The Thyme Maternity brand dates back to at least October 1993, when it was under the ownership of Shirmax Fashions Ltd, and operated by its subsidiary, Shirmax Retail Ltd. The Montreal company also operated Shirley K, a larger maternity clothing brand. A Singapore company licensed the Thyme brand in 1999, intending to open five locations.

In June, 2002, Reitmans acquired Shirmax Fashions Ltd., which operated 109 Addition Elle stores and 66 Thyme Maternity stores.

On June 2, 2020, Reitmans announced that it would close all Thyme Maternity stores as part of its restructuring process, in part due to financial challenges relating to the COVID-19 pandemic.

As shown on its website, Thyme Maternity later confirmed that its online store and all shops have been closed permanently.

On August 15, 2022, RW&CO., a Reitmans (Canada) Limited brand, announced the Thyme Maternity Collection launch for Fall 2022. The Thyme Maternity collection is available online at rw-co.com on August 15 and in select RW&CO. stores across Canada in September 2022.

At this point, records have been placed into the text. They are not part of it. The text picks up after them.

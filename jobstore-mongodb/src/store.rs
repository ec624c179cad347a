use async_trait::async_trait;
use bson::{Bson, Document, doc, oid::ObjectId};
use futures::TryStreamExt;
use mongodb::{
    Client, Collection as MongoCollection,
    options::{ClientOptions, FindOptions},
};
use std::{
    sync::{
        Arc,
        atomic::{AtomicBool, Ordering},
    },
    time::Duration,
};

use jobstore_core::{
    backend::{StoreBackend, StoreBackendBuilder},
    error::{StoreError, StoreResult},
    query::{Predicate, Query, SortDirection},
};

use crate::query::MongoQueryTranslator;

#[derive(Debug)]
pub struct MongoDbStore {
    client: Client,
    database: String,
    closed: Arc<AtomicBool>,
}

impl MongoDbStore {
    pub fn new(client: Client, database: String) -> Self {
        Self {
            client,
            database,
            closed: Arc::new(AtomicBool::new(false)),
        }
    }

    pub fn builder(dsn: &str, database: &str) -> MongoDbStoreBuilder {
        MongoDbStoreBuilder::new(dsn, database)
    }

    pub fn database(&self) -> &str {
        &self.database
    }

    fn get_collection(&self, collection_name: &str) -> MongoCollection<Document> {
        self.client
            .database(&self.database)
            .collection(collection_name)
    }

    fn inserted_id(value: &Bson) -> StoreResult<ObjectId> {
        value
            .as_object_id()
            .ok_or_else(|| StoreError::Write(format!("store returned non-ObjectId id {value}")))
    }
}

#[async_trait]
impl StoreBackend for MongoDbStore {
    async fn insert_one(&self, document: Document, collection: &str) -> StoreResult<ObjectId> {
        let result = self
            .get_collection(collection)
            .insert_one(document)
            .await
            .map_err(|e| StoreError::Write(e.to_string()))?;

        Self::inserted_id(&result.inserted_id)
    }

    async fn insert_many(
        &self,
        documents: Vec<Document>,
        collection: &str,
    ) -> StoreResult<Vec<ObjectId>> {
        if documents.is_empty() {
            return Ok(Vec::new());
        }

        let expected = documents.len();
        let result = self
            .get_collection(collection)
            .insert_many(documents)
            .await
            .map_err(|e| StoreError::Write(e.to_string()))?;

        // inserted_ids is keyed by input position
        (0..expected)
            .map(|index| match result.inserted_ids.get(&index) {
                Some(id) => Self::inserted_id(id),
                None => Err(StoreError::Write(format!(
                    "bulk insert into {collection} did not acknowledge document {index}"
                ))),
            })
            .collect()
    }

    async fn find_one(&self, filter: Predicate, collection: &str) -> StoreResult<Option<Bson>> {
        Ok(self
            .get_collection(collection)
            .find_one(MongoQueryTranslator::translate(&filter)?)
            .await
            .map_err(|e| StoreError::Query(e.to_string()))?
            .map(Bson::Document))
    }

    async fn find(&self, query: Query, collection: &str) -> StoreResult<Vec<Bson>> {
        let mut options = FindOptions::default();

        if let Some(limit) = query.limit {
            options.limit = Some(
                i64::try_from(limit)
                    .map_err(|_| StoreError::Validation(format!("limit {limit} out of range")))?,
            );
        }
        if let Some(skip) = query.offset {
            options.skip = Some(skip);
        }
        if let Some(sort) = &query.sort {
            options.sort = Some(doc! {
                sort.field.clone(): match sort.direction {
                    SortDirection::Asc => 1,
                    SortDirection::Desc => -1,
                }
            })
        }

        Ok(self
            .get_collection(collection)
            .find(MongoQueryTranslator::translate(&query.filter)?)
            .with_options(options)
            .await
            .map_err(|e| StoreError::Query(e.to_string()))?
            .try_collect::<Vec<Document>>()
            .await
            .map_err(|e| StoreError::Query(e.to_string()))?
            .into_iter()
            .map(Bson::Document)
            .collect())
    }

    async fn disconnect(&self) -> StoreResult<()> {
        if self.closed.swap(true, Ordering::SeqCst) {
            return Ok(());
        }

        // Client handles share one pool; shutting down a clone closes it for all.
        self.client.clone().shutdown().await;
        tracing::info!(database = %self.database, "mongodb client shut down");

        Ok(())
    }
}

pub struct MongoDbStoreBuilder {
    dsn: String,
    database: String,
    timeout: Option<Duration>,
}

impl MongoDbStoreBuilder {
    pub fn new(dsn: &str, database: &str) -> Self {
        Self {
            dsn: dsn.to_string(),
            database: database.to_string(),
            timeout: None,
        }
    }

    /// Bounds both socket connection and server selection.
    pub fn with_timeout(mut self, timeout: Duration) -> Self {
        self.timeout = Some(timeout);
        self
    }
}

#[async_trait]
impl StoreBackendBuilder for MongoDbStoreBuilder {
    type Backend = MongoDbStore;

    async fn build(self) -> StoreResult<Self::Backend> {
        let mut options = ClientOptions::parse(&self.dsn)
            .await
            .map_err(|e| StoreError::Connection(e.to_string()))?;

        if let Some(timeout) = self.timeout {
            options.connect_timeout = Some(timeout);
            options.server_selection_timeout = Some(timeout);
        }

        let client =
            Client::with_options(options).map_err(|e| StoreError::Connection(e.to_string()))?;

        // The driver connects lazily; ping so an unreachable store fails here.
        client
            .database(&self.database)
            .run_command(doc! { "ping": 1 })
            .await
            .map_err(|e| StoreError::Connection(e.to_string()))?;
        tracing::info!(database = %self.database, "connected to mongodb");

        Ok(MongoDbStore::new(client, self.database))
    }
}
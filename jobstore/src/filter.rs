//! Translation of search criteria into store predicates.
//!
//! The builder is pure: equal criteria always produce equal predicates, so the
//! exact query shape can be asserted without a database.

use serde::{Deserialize, Serialize};
use std::str::FromStr;

use jobstore_core::{
    error::StoreError,
    query::{Filter, Predicate},
};

use crate::models::{COMPANY_NAME_FIELD, LOCATION_FIELD, SearchCriteria, TITLE_FIELD};

/// How keywords are compared against the title and company name.
#[derive(Debug, Clone, Copy, Default, PartialEq, Eq, Serialize, Deserialize)]
#[serde(rename_all = "lowercase")]
pub enum KeywordMatch {
    /// The field must equal the keywords exactly.
    #[default]
    Exact,
    /// The field must contain the keywords, ignoring case.
    Contains,
}

impl KeywordMatch {
    fn predicate(self, field: &str, keywords: &str) -> Predicate {
        match self {
            KeywordMatch::Exact => Filter::eq(field, keywords),
            KeywordMatch::Contains => Filter::contains(field, keywords),
        }
    }
}

impl FromStr for KeywordMatch {
    type Err = StoreError;

    fn from_str(value: &str) -> Result<Self, Self::Err> {
        match value.trim().to_ascii_lowercase().as_str() {
            "exact" => Ok(KeywordMatch::Exact),
            "contains" => Ok(KeywordMatch::Contains),
            other => Err(StoreError::Configuration(format!(
                "unknown keyword match mode {other:?}, expected \"exact\" or \"contains\""
            ))),
        }
    }
}

/// Builds the predicate for a job search using exact keyword matching.
pub fn build_filter(criteria: Option<&SearchCriteria>) -> Predicate {
    build_filter_with(criteria, KeywordMatch::Exact)
}

/// Builds the predicate for a job search.
///
/// - absent or empty criteria match every job;
/// - otherwise keywords must match the title or the company name;
/// - a non-empty location is additionally required to match exactly.
pub fn build_filter_with(criteria: Option<&SearchCriteria>, matching: KeywordMatch) -> Predicate {
    let Some(criteria) = criteria.filter(|criteria| !criteria.is_empty()) else {
        return Predicate::All;
    };

    let keywords = Filter::or([
        matching.predicate(TITLE_FIELD, &criteria.keywords),
        matching.predicate(COMPANY_NAME_FIELD, &criteria.keywords),
    ]);

    if criteria.location.is_empty() {
        return keywords;
    }

    Filter::and([Filter::eq(LOCATION_FIELD, criteria.location.as_str()), keywords])
}

#[cfg(test)]
mod tests {
    use super::*;
    use jobstore_core::query::FieldOp;

    fn mentions_location(expr: &Predicate) -> bool {
        match expr {
            Predicate::All => false,
            Predicate::And(list) | Predicate::Or(list) => list.iter().any(mentions_location),
            Predicate::Field { field, .. } => field == LOCATION_FIELD,
        }
    }

    #[test]
    fn absent_and_default_criteria_match_everything() {
        assert_eq!(build_filter(None), Predicate::All);
        assert_eq!(build_filter(Some(&SearchCriteria::default())), Predicate::All);
    }

    #[test]
    fn empty_location_never_constrains_location() {
        for keywords in ["", "Engineer", "Acme"] {
            let criteria = SearchCriteria::new("", keywords);

            assert!(!mentions_location(&build_filter(Some(&criteria))));
            assert!(!mentions_location(&build_filter_with(
                Some(&criteria),
                KeywordMatch::Contains
            )));
        }
    }

    #[test]
    fn keywords_only_is_a_title_or_company_disjunction() {
        assert_eq!(
            build_filter(Some(&SearchCriteria::new("", "Engineer"))),
            Filter::or([
                Filter::eq("title", "Engineer"),
                Filter::eq("companyName", "Engineer"),
            ])
        );
    }

    #[test]
    fn location_yields_one_location_term_and_one_disjunction() {
        for keywords in ["", "Engineer"] {
            let expr = build_filter(Some(&SearchCriteria::new("NYC", keywords)));

            let Predicate::And(terms) = expr else {
                panic!("expected a conjunction");
            };
            assert_eq!(terms.len(), 2);
            assert_eq!(terms[0], Filter::eq("location", "NYC"));
            assert!(matches!(&terms[1], Predicate::Or(list) if list.len() == 2));
            assert!(!mentions_location(&terms[1]));
        }
    }

    #[test]
    fn contains_mode_changes_keyword_terms_only() {
        let expr = build_filter_with(
            Some(&SearchCriteria::new("NYC", "engineer")),
            KeywordMatch::Contains,
        );

        let Predicate::And(terms) = expr else {
            panic!("expected a conjunction");
        };
        assert!(matches!(&terms[0], Predicate::Field { op: FieldOp::Eq, .. }));
        let Predicate::Or(keywords) = &terms[1] else {
            panic!("expected a disjunction");
        };
        assert!(keywords
            .iter()
            .all(|term| matches!(term, Predicate::Field { op: FieldOp::Contains, .. })));
    }

    #[test]
    fn builder_is_deterministic() {
        let criteria = SearchCriteria::new("LA", "Acme");

        assert_eq!(build_filter(Some(&criteria)), build_filter(Some(&criteria.clone())));
    }

    #[test]
    fn keyword_match_parses_from_config_strings() {
        assert_eq!("Exact".parse::<KeywordMatch>().unwrap(), KeywordMatch::Exact);
        assert_eq!(" contains ".parse::<KeywordMatch>().unwrap(), KeywordMatch::Contains);
        assert!(matches!(
            "fuzzy".parse::<KeywordMatch>(),
            Err(StoreError::Configuration(_))
        ));
    }
}
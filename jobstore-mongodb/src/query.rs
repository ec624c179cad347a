//! Translation from jobstore predicates to MongoDB filter documents.

use bson::{Bson, Document, doc};

use jobstore_core::{
    error::StoreError,
    query::{FieldOp, Predicate, PredicateVisitor},
};

/// Translates predicates into MongoDB's native filter syntax.
pub(crate) struct MongoQueryTranslator;

impl MongoQueryTranslator {
    /// Translates a whole predicate tree.
    pub(crate) fn translate(expr: &Predicate) -> Result<Document, StoreError> {
        MongoQueryTranslator.visit(expr)
    }
}

impl PredicateVisitor for MongoQueryTranslator {
    type Output = Document;
    type Error = StoreError;

    fn visit_all(&mut self) -> Result<Self::Output, Self::Error> {
        Ok(doc! {})
    }

    fn visit_and(&mut self, exprs: &[Predicate]) -> Result<Self::Output, Self::Error> {
        // MongoDB rejects an empty $and, and an empty conjunction restricts nothing.
        if exprs.is_empty() {
            return Ok(doc! {});
        }

        Ok(doc! {
            "$and": exprs
                .iter()
                .map(|expr| self.visit(expr))
                .collect::<Result<Vec<_>, _>>()?,
        })
    }

    fn visit_or(&mut self, exprs: &[Predicate]) -> Result<Self::Output, Self::Error> {
        // An empty disjunction matches nothing.
        if exprs.is_empty() {
            return Ok(doc! { "_id": { "$exists": false } });
        }

        Ok(doc! {
            "$or": exprs
                .iter()
                .map(|expr| self.visit(expr))
                .collect::<Result<Vec<_>, _>>()?,
        })
    }

    fn visit_field(
        &mut self,
        field: &str,
        op: &FieldOp,
        value: &Bson,
    ) -> Result<Self::Output, Self::Error> {
        Ok(doc! {
            field: match op {
                FieldOp::Eq => doc! { "$eq": value },
                FieldOp::Contains => match value {
                    Bson::String(s) => doc! { "$regex": regex::escape(s), "$options": "i" },
                    Bson::Array(arr) => doc! { "$all": arr },
                    _ => return Err(StoreError::Query(
                        "Contains operator requires a string or array value".to_string(),
                    )),
                },
            }
        })
    }
}
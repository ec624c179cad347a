//! MongoDB backend implementation for jobstore.
//!
//! This crate implements the `StoreBackend` capability on top of the official
//! MongoDB driver. Predicates are translated into native filter documents and
//! skip/limit/sort are pushed down to the server.
//!
//! To use this backend, enable the `mongodb` feature of the facade crate:
//!
//! ```toml
//! [dependencies]
//! jobstore = { version = "x.y.z", features = ["mongodb"] }
//! ```
//!
//! # Example
//!
//! ```ignore
//! use jobstore_core::connection::ConnectionProvider;
//! use jobstore_mongodb::MongoDbStore;
//! use std::time::Duration;
//!
//! let timeout = Duration::from_secs(10);
//! let provider = ConnectionProvider::new();
//! let connection = provider
//!     .init(MongoDbStore::builder("mongodb://localhost:27017", "jobcrawler").with_timeout(timeout), timeout)
//!     .await?;
//! ```

#[allow(unused_extern_crates)]
extern crate self as jobstore_mongodb;

pub mod query;
pub mod store;

pub use store::{MongoDbStore, MongoDbStoreBuilder};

===Partner relationships===
In September 2011, Thyme Maternity opened 10 shop-in-shops in select Babies"R"Us locations in Canada as well as launched online sales of their maternity offering on babiesrus.ca. There are currently 23 of these shops in operation in Canada.

In September 2012, Thyme Maternity opened 150 shop-in-shop locations in select Babies"R"Us locations throughout the U.S. as well as launched online sales on babiesrus.com. There are currently over 160 of these shops in operation in the United States.

In 2013, Thyme partnered with Baby Buggy, a nonprofit organization founded by Jessica Seinfeld. Baby Buggy provides essential maternity and baby-related items to families in need. Through this partnership, Thyme donated maternity and nursing clothing to pregnant women and new moms in the United States.

In 2022,.

===Photography===
Thyme used real pregnant models in all of its photography.